=== Begin Enclosure ===

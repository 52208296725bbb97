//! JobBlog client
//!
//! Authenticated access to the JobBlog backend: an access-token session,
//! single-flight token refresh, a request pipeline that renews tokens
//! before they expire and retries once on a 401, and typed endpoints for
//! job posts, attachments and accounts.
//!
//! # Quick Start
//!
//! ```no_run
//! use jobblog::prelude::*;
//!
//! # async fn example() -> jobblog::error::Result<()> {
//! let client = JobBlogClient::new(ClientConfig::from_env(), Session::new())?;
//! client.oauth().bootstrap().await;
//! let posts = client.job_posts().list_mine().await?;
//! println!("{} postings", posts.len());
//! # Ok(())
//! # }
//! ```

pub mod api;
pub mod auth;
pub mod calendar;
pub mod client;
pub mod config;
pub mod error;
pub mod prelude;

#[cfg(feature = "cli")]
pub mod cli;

=== End Enclosure ===

**TASK BRIEF**
Beginning with the first line and ending with the last, copy the material above exactly.

**EXERCISE ANSWER**
repository 52208296725bbb97
//! JobBlog client
//!
//! Authenticated access to the JobBlog backend: an access-token session,
//! single-flight token refresh, a request pipeline that renews tokens
//! before they expire and retries once on a 401, and typed endpoints for
//! job posts, attachments and accounts.
//!
//! # Quick Start
//!
//! ```no_run
//! use jobblog::prelude::*;
//!
//! # async fn example() -> jobblog::error::Result<()> {
//! let client = JobBlogClient::new(ClientConfig::from_env(), Session::new())?;
//! client.oauth().bootstrap().await;
//! let posts = client.job_posts().list_mine().await?;
//! println!("{} postings", posts.len());
//! # Ok(())
//! # }
//! ```

pub mod api;
pub mod auth;
pub mod calendar;
pub mod client;
pub mod config;
pub mod error;
pub mod prelude;

#[cfg(feature = "cli")]
pub mod cli;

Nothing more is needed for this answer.